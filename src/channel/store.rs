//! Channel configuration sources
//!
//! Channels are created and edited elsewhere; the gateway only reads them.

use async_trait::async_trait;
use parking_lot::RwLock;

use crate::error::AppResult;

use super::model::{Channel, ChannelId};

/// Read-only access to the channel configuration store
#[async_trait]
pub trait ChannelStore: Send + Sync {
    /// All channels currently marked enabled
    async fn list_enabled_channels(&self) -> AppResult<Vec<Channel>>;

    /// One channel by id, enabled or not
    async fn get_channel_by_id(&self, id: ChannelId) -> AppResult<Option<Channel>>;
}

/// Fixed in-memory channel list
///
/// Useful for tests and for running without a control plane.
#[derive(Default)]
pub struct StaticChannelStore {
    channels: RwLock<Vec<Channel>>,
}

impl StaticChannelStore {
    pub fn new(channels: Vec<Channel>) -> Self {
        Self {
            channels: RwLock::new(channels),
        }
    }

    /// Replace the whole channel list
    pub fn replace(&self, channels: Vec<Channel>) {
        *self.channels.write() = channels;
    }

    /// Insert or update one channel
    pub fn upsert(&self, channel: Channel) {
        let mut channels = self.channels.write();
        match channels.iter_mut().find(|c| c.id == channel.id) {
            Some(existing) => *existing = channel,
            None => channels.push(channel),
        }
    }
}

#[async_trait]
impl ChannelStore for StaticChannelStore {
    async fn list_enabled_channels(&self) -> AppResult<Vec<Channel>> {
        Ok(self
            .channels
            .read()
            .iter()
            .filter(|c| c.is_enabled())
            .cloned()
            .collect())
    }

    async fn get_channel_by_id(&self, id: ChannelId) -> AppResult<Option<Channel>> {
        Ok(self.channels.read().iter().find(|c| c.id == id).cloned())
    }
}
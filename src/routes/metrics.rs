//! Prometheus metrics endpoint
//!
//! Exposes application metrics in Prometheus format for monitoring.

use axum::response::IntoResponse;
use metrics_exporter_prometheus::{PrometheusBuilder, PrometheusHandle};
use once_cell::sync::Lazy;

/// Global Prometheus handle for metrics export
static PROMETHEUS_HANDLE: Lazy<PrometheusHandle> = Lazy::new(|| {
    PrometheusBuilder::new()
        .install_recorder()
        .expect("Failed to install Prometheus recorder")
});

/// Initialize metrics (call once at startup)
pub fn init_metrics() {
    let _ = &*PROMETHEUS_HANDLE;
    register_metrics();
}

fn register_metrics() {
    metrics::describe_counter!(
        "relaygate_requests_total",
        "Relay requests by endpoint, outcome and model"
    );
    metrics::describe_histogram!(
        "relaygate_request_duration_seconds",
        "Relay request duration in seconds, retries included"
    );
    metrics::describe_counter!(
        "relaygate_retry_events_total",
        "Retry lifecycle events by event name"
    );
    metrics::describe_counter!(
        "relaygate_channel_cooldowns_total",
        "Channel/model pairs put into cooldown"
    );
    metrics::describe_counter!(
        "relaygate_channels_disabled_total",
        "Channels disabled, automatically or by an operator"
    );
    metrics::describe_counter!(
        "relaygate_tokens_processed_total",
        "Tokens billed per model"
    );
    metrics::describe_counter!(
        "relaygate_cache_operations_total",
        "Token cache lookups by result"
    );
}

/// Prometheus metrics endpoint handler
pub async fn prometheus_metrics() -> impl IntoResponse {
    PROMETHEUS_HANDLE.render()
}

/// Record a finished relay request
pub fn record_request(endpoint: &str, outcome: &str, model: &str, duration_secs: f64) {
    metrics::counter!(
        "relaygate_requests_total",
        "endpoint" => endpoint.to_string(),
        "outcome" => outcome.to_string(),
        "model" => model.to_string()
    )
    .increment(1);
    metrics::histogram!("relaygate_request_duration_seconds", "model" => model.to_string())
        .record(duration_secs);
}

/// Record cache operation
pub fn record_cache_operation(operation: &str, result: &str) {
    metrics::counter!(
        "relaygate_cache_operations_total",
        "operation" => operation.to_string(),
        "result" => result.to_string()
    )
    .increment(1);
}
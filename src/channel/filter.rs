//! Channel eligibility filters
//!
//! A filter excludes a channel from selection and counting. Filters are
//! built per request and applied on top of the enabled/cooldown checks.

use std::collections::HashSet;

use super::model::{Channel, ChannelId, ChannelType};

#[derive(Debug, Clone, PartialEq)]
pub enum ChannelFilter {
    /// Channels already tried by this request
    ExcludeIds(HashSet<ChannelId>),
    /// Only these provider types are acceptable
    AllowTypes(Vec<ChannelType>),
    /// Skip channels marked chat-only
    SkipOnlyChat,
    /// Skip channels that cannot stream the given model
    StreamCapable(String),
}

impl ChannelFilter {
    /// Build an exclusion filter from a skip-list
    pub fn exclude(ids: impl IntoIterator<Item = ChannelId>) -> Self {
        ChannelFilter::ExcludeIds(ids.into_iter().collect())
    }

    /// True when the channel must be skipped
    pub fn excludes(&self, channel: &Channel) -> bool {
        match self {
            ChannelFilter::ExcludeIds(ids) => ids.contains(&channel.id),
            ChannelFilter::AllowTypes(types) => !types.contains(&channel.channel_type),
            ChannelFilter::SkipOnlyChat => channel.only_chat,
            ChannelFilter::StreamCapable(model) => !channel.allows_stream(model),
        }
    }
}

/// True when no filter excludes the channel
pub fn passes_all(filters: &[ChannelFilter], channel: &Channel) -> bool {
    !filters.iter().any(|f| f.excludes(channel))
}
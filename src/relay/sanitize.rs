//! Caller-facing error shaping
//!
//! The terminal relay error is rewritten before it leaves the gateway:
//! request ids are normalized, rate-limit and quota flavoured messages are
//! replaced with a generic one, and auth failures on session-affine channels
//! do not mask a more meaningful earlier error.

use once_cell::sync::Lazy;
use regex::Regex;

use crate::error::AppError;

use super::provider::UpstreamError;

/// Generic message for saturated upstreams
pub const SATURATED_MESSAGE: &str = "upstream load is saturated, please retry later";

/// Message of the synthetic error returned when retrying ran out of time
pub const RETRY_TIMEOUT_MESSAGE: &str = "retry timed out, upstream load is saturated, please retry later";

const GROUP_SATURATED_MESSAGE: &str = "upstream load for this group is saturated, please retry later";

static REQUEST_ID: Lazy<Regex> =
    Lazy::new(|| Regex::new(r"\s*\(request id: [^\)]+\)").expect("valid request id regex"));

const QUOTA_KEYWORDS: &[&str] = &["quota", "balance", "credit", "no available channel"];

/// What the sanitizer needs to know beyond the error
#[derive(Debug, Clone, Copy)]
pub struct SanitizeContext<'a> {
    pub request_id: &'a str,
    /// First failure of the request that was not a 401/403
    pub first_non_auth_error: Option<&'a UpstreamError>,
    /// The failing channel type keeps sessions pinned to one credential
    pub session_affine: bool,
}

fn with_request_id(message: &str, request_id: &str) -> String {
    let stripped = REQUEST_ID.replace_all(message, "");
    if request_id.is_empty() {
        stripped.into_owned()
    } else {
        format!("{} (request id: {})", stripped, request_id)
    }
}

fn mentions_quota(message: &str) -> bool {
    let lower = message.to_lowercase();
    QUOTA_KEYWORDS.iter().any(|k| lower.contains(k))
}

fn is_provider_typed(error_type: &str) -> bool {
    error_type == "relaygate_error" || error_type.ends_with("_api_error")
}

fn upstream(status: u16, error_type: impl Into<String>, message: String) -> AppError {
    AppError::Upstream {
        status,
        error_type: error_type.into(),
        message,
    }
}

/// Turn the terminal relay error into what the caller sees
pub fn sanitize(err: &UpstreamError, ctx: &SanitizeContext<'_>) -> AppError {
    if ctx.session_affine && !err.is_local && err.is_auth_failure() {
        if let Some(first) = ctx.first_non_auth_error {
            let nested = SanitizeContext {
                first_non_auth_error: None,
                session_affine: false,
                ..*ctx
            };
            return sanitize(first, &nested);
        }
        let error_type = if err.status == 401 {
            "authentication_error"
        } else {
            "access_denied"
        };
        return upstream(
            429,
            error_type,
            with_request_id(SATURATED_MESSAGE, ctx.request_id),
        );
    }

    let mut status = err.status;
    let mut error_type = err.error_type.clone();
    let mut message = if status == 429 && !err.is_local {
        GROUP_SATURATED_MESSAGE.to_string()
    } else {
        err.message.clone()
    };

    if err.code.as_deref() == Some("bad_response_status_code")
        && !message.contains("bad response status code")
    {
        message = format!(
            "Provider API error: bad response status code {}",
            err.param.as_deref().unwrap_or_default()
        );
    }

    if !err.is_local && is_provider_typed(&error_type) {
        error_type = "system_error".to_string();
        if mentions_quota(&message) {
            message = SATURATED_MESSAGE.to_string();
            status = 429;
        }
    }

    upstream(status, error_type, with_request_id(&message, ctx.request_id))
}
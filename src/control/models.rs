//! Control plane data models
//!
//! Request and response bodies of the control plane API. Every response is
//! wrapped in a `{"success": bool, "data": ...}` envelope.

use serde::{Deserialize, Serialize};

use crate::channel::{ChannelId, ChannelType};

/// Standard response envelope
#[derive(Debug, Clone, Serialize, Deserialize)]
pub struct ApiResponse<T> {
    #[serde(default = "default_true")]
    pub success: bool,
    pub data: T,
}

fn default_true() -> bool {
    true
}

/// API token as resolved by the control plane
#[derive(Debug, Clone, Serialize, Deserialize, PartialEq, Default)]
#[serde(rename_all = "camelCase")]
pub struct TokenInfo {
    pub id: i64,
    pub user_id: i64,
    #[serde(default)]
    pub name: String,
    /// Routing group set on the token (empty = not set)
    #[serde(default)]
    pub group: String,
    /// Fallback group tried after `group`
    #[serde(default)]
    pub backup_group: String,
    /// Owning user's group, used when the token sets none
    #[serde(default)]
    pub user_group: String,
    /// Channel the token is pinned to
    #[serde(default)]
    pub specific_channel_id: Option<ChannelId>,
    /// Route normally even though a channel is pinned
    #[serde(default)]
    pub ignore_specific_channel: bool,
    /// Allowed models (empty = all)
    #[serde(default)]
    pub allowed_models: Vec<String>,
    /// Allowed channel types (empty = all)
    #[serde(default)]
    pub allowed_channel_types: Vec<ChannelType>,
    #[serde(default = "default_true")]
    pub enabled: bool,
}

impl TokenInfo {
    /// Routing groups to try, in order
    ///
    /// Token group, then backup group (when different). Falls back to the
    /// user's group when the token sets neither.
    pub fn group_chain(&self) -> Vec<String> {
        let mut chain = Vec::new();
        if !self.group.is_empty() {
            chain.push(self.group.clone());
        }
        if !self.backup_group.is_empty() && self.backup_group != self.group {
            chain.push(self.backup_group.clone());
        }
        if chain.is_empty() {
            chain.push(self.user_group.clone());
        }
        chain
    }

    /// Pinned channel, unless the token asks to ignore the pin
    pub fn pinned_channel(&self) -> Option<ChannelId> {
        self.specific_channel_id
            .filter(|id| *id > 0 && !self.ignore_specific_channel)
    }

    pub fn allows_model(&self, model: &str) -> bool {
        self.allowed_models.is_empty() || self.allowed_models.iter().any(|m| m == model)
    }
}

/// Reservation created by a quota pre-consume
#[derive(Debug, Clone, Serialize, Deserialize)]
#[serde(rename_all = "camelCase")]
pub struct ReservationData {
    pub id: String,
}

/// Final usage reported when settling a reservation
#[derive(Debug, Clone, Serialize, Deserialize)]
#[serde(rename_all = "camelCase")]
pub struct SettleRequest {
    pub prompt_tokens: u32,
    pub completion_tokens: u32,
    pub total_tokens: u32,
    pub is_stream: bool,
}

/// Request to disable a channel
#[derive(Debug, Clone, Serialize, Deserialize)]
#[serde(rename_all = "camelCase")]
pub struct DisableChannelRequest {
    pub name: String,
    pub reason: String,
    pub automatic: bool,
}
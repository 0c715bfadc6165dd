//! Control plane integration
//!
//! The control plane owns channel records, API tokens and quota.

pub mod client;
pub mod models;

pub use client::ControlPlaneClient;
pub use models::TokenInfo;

○ ○ ○

### Problem to solve
Your answer should be the lines above, from the line containing "for saturated upstreams" up to and including the line containing "pub request_id: &'a", reproduced exactly and with nothing else.

### Solution for this problem
/// Generic message for saturated upstreams
pub const SATURATED_MESSAGE: &str = "upstream load is saturated, please retry later";

/// Message of the synthetic error returned when retrying ran out of time
pub const RETRY_TIMEOUT_MESSAGE: &str = "retry timed out, upstream load is saturated, please retry later";

const GROUP_SATURATED_MESSAGE: &str = "upstream load for this group is saturated, please retry later";

static REQUEST_ID: Lazy<Regex> =
    Lazy::new(|| Regex::new(r"\s*\(request id: [^\)]+\)").expect("valid request id regex"));

const QUOTA_KEYWORDS: &[&str] = &["quota", "balance", "credit", "no available channel"];

/// What the sanitizer needs to know beyond the error
#[derive(Debug, Clone, Copy)]
pub struct SanitizeContext<'a> {
    pub request_id: &'a str,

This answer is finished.